The massacre and atrocities committed by Hamas on October 7th jarred many to the core, causing feelings of overwhelm as to how to best respond. We all witnessed barbaric behaviors like we have never experienced before. As a result of these heinous attacks, both Jewish and Palestinian civilians are now suffering unimaginable pain. Thousands of people’s lives are devastated, and the humanitarian relief needs in Israel and Gaza are immense and grow larger each day.
This dire situation has focused our attention on the fact that, even with the best of intentions to help, we are often hampered and blocked by a lack of organized and coordinated informational systems. We tend to react and jump into solution mode, especially in times of crises, and wind up working in silos, waste resources by duplicating effort, and leave many needs unaddressed. We do not have a comprehensive and coherent map that makes visible who needs what, where, and how much so that the resources we have can be instantly matched with and delivered to those who need them most.

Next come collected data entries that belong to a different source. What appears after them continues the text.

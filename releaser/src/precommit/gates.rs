//! The standard pre-commit gates.

use super::{Gate, GateContext};
use crate::changelog::verify_changelog;
use crate::error::{ReleaseError, Result};
use crate::exec::{command_line, run_checked};
use crate::version::extract_version;
use camino::{Utf8Path, Utf8PathBuf};
use log::{debug, info};
use serde::Deserialize;
use std::fs;

/// Rejects unformatted sources.
///
/// Runs `cargo fmt --all -- --check -l`; any file the formatter lists is a
/// [`ReleaseError::FormattingViolation`].
#[derive(Debug, Clone, Copy, Default)]
pub struct FormatGate;

const FMT_ARGS: &[&str] = &["fmt", "--all", "--", "--check", "-l"];

impl Gate for FormatGate {
    fn name(&self) -> &str {
        "format"
    }

    fn check(&self, ctx: &GateContext<'_>) -> Result<()> {
        let root = ctx.settings.project_root.as_path();
        debug!("running `{}` in {root}", command_line("cargo", FMT_ARGS));
        let output = ctx.executor.run("cargo", FMT_ARGS, Some(root))?;

        let files: Vec<String> = String::from_utf8_lossy(&output.stdout)
            .lines()
            .map(str::trim)
            .filter(|line| !line.is_empty())
            .map(str::to_owned)
            .collect();
        if !files.is_empty() {
            return Err(ReleaseError::FormattingViolation { files });
        }
        if !output.status.success() {
            return Err(ReleaseError::Execution {
                program: "cargo".to_owned(),
                args: FMT_ARGS.iter().map(|&arg| arg.to_owned()).collect(),
                code: output.status.code(),
                stderr: String::from_utf8_lossy(&output.stderr).trim().to_owned(),
            });
        }
        Ok(())
    }
}

/// A gate that passes when one `cargo` invocation succeeds.
#[derive(Debug, Clone, Copy, PartialEq, Eq)]
pub struct CargoGate {
    name: &'static str,
    args: &'static [&'static str],
}

impl CargoGate {
    /// `cargo check` over every target.
    #[must_use]
    pub const fn static_analysis() -> Self {
        Self {
            name: "static-analysis",
            args: &["check", "--workspace", "--all-targets"],
        }
    }

    /// Clippy with warnings denied.
    #[must_use]
    pub const fn lint() -> Self {
        Self {
            name: "lint",
            args: &["clippy", "--workspace", "--all-targets", "--", "-D", "warnings"],
        }
    }

    /// Clippy denying silently discarded results.
    #[must_use]
    pub const fn unused_results() -> Self {
        Self {
            name: "unused-results",
            args: &[
                "clippy",
                "--workspace",
                "--all-targets",
                "--",
                "-D",
                "unused_must_use",
                "-D",
                "clippy::let_underscore_must_use",
            ],
        }
    }

    /// Clippy's cognitive complexity check over non-test code.
    ///
    /// The threshold comes from the workspace `clippy.toml`.
    #[must_use]
    pub const fn complexity() -> Self {
        Self {
            name: "complexity",
            args: &[
                "clippy",
                "--workspace",
                "--lib",
                "--bins",
                "--",
                "-D",
                "clippy::cognitive_complexity",
            ],
        }
    }

    /// `cargo build` of the whole workspace.
    #[must_use]
    pub const fn build() -> Self {
        Self {
            name: "build",
            args: &["build", "--workspace"],
        }
    }

    /// Arguments passed to `cargo`.
    #[must_use]
    pub const fn args(&self) -> &'static [&'static str] {
        self.args
    }
}

impl Gate for CargoGate {
    fn name(&self) -> &str {
        self.name
    }

    fn check(&self, ctx: &GateContext<'_>) -> Result<()> {
        run_checked(
            ctx.executor,
            "cargo",
            self.args,
            Some(ctx.settings.project_root.as_path()),
        )?;
        Ok(())
    }
}

/// Runs every workspace package's tests under coverage instrumentation.
///
/// Packages whose manifest lives under a `vendor` directory are skipped.
/// Each package writes `<coverage_dir>/<package>.lcov`.
#[derive(Debug, Clone, Copy, Default)]
pub struct CoverageGate;

#[derive(Debug, Deserialize)]
struct WorkspaceMetadata {
    packages: Vec<MetadataPackage>,
    workspace_root: Utf8PathBuf,
}

#[derive(Debug, Deserialize)]
struct MetadataPackage {
    name: String,
    manifest_path: Utf8PathBuf,
}

#[derive(Debug, Deserialize)]
struct TargetMetadata {
    target_directory: Utf8PathBuf,
}

const METADATA_ARGS: &[&str] = &["metadata", "--format-version", "1", "--no-deps"];

fn cargo_metadata(ctx: &GateContext<'_>) -> Result<Vec<u8>> {
    let output = run_checked(
        ctx.executor,
        "cargo",
        METADATA_ARGS,
        Some(ctx.settings.project_root.as_path()),
    )?;
    Ok(output.stdout)
}

fn parse_metadata<'de, T: Deserialize<'de>>(metadata: &'de [u8]) -> Result<T> {
    serde_json::from_slice(metadata).map_err(|e| {
        ReleaseError::configuration(format!("cannot parse `cargo metadata` output: {e}"))
    })
}

/// List the names of workspace packages, excluding vendored ones.
///
/// `metadata` is the JSON printed by `cargo metadata --format-version 1`.
///
/// # Errors
///
/// Returns [`ReleaseError::Configuration`] if the JSON cannot be parsed.
pub fn workspace_packages(metadata: &[u8]) -> Result<Vec<String>> {
    let metadata: WorkspaceMetadata = parse_metadata(metadata)?;
    let root = metadata.workspace_root;

    Ok(metadata
        .packages
        .into_iter()
        .filter(|package| {
            let vendored = is_vendored(&package.manifest_path, &root);
            if vendored {
                debug!("skipping vendored package {}", package.name);
            }
            !vendored
        })
        .map(|package| package.name)
        .collect())
}

/// Read the build output directory from `cargo metadata` JSON.
///
/// This honours `CARGO_TARGET_DIR` and workspace layouts where the project
/// root is a member crate.
///
/// # Errors
///
/// Returns [`ReleaseError::Configuration`] if the JSON cannot be parsed or
/// has no `target_directory`.
pub fn target_directory(metadata: &[u8]) -> Result<Utf8PathBuf> {
    let metadata: TargetMetadata = parse_metadata(metadata)?;
    Ok(metadata.target_directory)
}

fn is_vendored(manifest_path: &Utf8Path, workspace_root: &Utf8Path) -> bool {
    manifest_path
        .strip_prefix(workspace_root)
        .unwrap_or(manifest_path)
        .components()
        .any(|component| component.as_str() == "vendor")
}

impl Gate for CoverageGate {
    fn name(&self) -> &str {
        "test-coverage"
    }

    fn check(&self, ctx: &GateContext<'_>) -> Result<()> {
        let settings = ctx.settings;
        let root = Some(settings.project_root.as_path());
        let packages = workspace_packages(&cargo_metadata(ctx)?)?;

        fs::create_dir_all(&settings.coverage_dir).map_err(|e| {
            ReleaseError::file_system(format!("failed to create {}", settings.coverage_dir), e)
        })?;

        for package in &packages {
            let report = settings.coverage_dir.join(format!("{package}.lcov"));
            run_checked(
                ctx.executor,
                "cargo",
                &[
                    "llvm-cov",
                    "--package",
                    package.as_str(),
                    "--lcov",
                    "--output-path",
                    report.as_str(),
                ],
                root,
            )?;
            info!("coverage for {package} written to {report}");
        }
        Ok(())
    }
}

/// Checks that the freshly built debug binary matches the changelog.
///
/// The binary is looked up under the target directory reported by
/// `cargo metadata`.
#[derive(Debug, Clone, Copy, Default)]
pub struct ChangelogGate;

impl Gate for ChangelogGate {
    fn name(&self) -> &str {
        "changelog"
    }

    fn check(&self, ctx: &GateContext<'_>) -> Result<()> {
        let settings = ctx.settings;
        let target_dir = target_directory(&cargo_metadata(ctx)?)?;
        let version = extract_version(
            ctx.executor,
            &settings.debug_binary_in(&target_dir),
            &settings.version_flag,
        )?;
        verify_changelog(&settings.changelog, &version)?;
        Ok(())
    }
}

It is clear that to meaningfully address this and future complex humanitarian crisis and disasters, we need to evolve new organizational communication processes and visual information systems that can most efficiently identify and distribute the available resources to the local communities. It’s time to leap into new levels of transparency, cooperation, coordination and trust to ensure our ability to alleviate suffering as efficiently and effectively as possible, now and for the future.